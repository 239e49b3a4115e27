//! Reply keyboards and the menu label index.
//!
//! Menu labels are the router's only dispatch key for keyboard taps, matched
//! across all three languages. Every label must therefore be distinct from
//! every other screen's labels; `MenuIndex` records any collision so tests
//! can assert the invariant holds after copy changes.

use std::collections::hash_map::Entry;
use std::collections::HashMap;

use teloxide::types::{KeyboardButton, KeyboardMarkup};
use tracing::warn;

use crate::localization::{t_lang, Lang, LocalizationManager, DEFAULT_LANG};

/// What a tapped menu label means
#[derive(Clone, Copy, Debug, PartialEq, Eq, Hash)]
pub enum MenuAction {
    SelectLanguage(Lang),
    CheckTrack,
    MyTracks,
    OpenCalculator,
    Settings,
    ForbiddenGoods,
    InfoMenu,
    Tariffs,
    ChinaAddress,
    PickupPoint,
    Operator,
    BackToMain,
    CalcByWeight,
    CalcByVolume,
    AdminStats,
    AdminBroadcast,
    AdminAddTrack,
    AdminDeleteTrack,
}

impl MenuAction {
    /// Whether the action belongs to the admin console
    pub fn requires_admin(self) -> bool {
        matches!(
            self,
            MenuAction::AdminStats
                | MenuAction::AdminBroadcast
                | MenuAction::AdminAddTrack
                | MenuAction::AdminDeleteTrack
        )
    }
}

/// Every menu label key paired with its action
const LABEL_KEYS: &[(&str, MenuAction)] = &[
    ("lang-ru", MenuAction::SelectLanguage(Lang::Ru)),
    ("lang-tj", MenuAction::SelectLanguage(Lang::Tj)),
    ("lang-uz", MenuAction::SelectLanguage(Lang::Uz)),
    ("menu-check-track", MenuAction::CheckTrack),
    ("menu-my-tracks", MenuAction::MyTracks),
    ("menu-calculator", MenuAction::OpenCalculator),
    ("menu-settings", MenuAction::Settings),
    ("menu-forbidden", MenuAction::ForbiddenGoods),
    ("menu-info", MenuAction::InfoMenu),
    ("menu-tariffs", MenuAction::Tariffs),
    ("menu-china-address", MenuAction::ChinaAddress),
    ("menu-pickup", MenuAction::PickupPoint),
    ("menu-operator", MenuAction::Operator),
    ("menu-back", MenuAction::BackToMain),
    ("menu-by-weight", MenuAction::CalcByWeight),
    ("menu-by-volume", MenuAction::CalcByVolume),
    ("menu-admin-stats", MenuAction::AdminStats),
    ("menu-admin-broadcast", MenuAction::AdminBroadcast),
    ("menu-admin-add-track", MenuAction::AdminAddTrack),
    ("menu-admin-delete-track", MenuAction::AdminDeleteTrack),
];

/// Lookup from localized menu label to its action, across all languages
pub struct MenuIndex {
    actions: HashMap<String, MenuAction>,
    conflicts: Vec<String>,
}

impl MenuIndex {
    /// Build the index from the loaded translations
    pub fn build(loc: &LocalizationManager) -> Self {
        let mut actions: HashMap<String, MenuAction> = HashMap::new();
        let mut conflicts = Vec::new();

        for lang in Lang::ALL {
            for (key, action) in LABEL_KEYS {
                let label = t_lang(loc, key, lang.code());
                match actions.entry(label) {
                    // The same label may repeat across languages (e.g. the
                    // operator button) as long as it keeps the same meaning.
                    Entry::Occupied(entry) => {
                        if *entry.get() != *action {
                            warn!(label = %entry.key(), "Menu label maps to two different actions");
                            conflicts.push(entry.key().clone());
                        }
                    }
                    Entry::Vacant(entry) => {
                        entry.insert(*action);
                    }
                }
            }
        }

        Self { actions, conflicts }
    }

    /// Resolve an incoming message text to a menu action, if it is a label
    pub fn resolve(&self, text: &str) -> Option<MenuAction> {
        self.actions.get(text).copied()
    }

    /// Labels that ambiguously map to more than one action
    pub fn conflicts(&self) -> &[String] {
        &self.conflicts
    }
}

fn button(loc: &LocalizationManager, key: &str, lang: &str) -> KeyboardButton {
    KeyboardButton::new(t_lang(loc, key, lang))
}

/// One-row language picker shown on /start and in settings
pub fn language_keyboard(loc: &LocalizationManager) -> KeyboardMarkup {
    KeyboardMarkup::new(vec![vec![
        button(loc, "lang-ru", DEFAULT_LANG),
        button(loc, "lang-tj", DEFAULT_LANG),
        button(loc, "lang-uz", DEFAULT_LANG),
    ]])
    .resize_keyboard()
}

/// Main menu shown after language selection and on "back"
pub fn main_menu_keyboard(loc: &LocalizationManager, lang: &str) -> KeyboardMarkup {
    KeyboardMarkup::new(vec![
        vec![button(loc, "menu-check-track", lang)],
        vec![button(loc, "menu-my-tracks", lang)],
        vec![button(loc, "menu-calculator", lang)],
        vec![button(loc, "menu-settings", lang)],
        vec![button(loc, "menu-forbidden", lang)],
        vec![button(loc, "menu-info", lang)],
    ])
    .resize_keyboard()
}

/// Information submenu
pub fn info_keyboard(loc: &LocalizationManager, lang: &str) -> KeyboardMarkup {
    KeyboardMarkup::new(vec![
        vec![button(loc, "menu-tariffs", lang)],
        vec![button(loc, "menu-china-address", lang)],
        vec![button(loc, "menu-pickup", lang)],
        vec![button(loc, "menu-operator", lang)],
        vec![button(loc, "menu-back", lang)],
    ])
    .resize_keyboard()
}

/// Calculator submenu
pub fn calculator_keyboard(loc: &LocalizationManager, lang: &str) -> KeyboardMarkup {
    KeyboardMarkup::new(vec![
        vec![button(loc, "menu-by-weight", lang)],
        vec![button(loc, "menu-by-volume", lang)],
        vec![button(loc, "menu-back", lang)],
    ])
    .resize_keyboard()
}

/// Admin console keyboard (Russian only)
pub fn admin_keyboard(loc: &LocalizationManager) -> KeyboardMarkup {
    KeyboardMarkup::new(vec![
        vec![
            button(loc, "menu-admin-stats", DEFAULT_LANG),
            button(loc, "menu-admin-broadcast", DEFAULT_LANG),
        ],
        vec![
            button(loc, "menu-admin-add-track", DEFAULT_LANG),
            button(loc, "menu-admin-delete-track", DEFAULT_LANG),
        ],
        vec![button(loc, "menu-back", DEFAULT_LANG)],
    ])
    .resize_keyboard()
}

——————————

• Your objective: Search the entries for the word "only". Copy each line where it appears.

• Answer:
//! Menu labels are the router's only dispatch key for keyboard taps, matched
/// Admin console keyboard (Russian only)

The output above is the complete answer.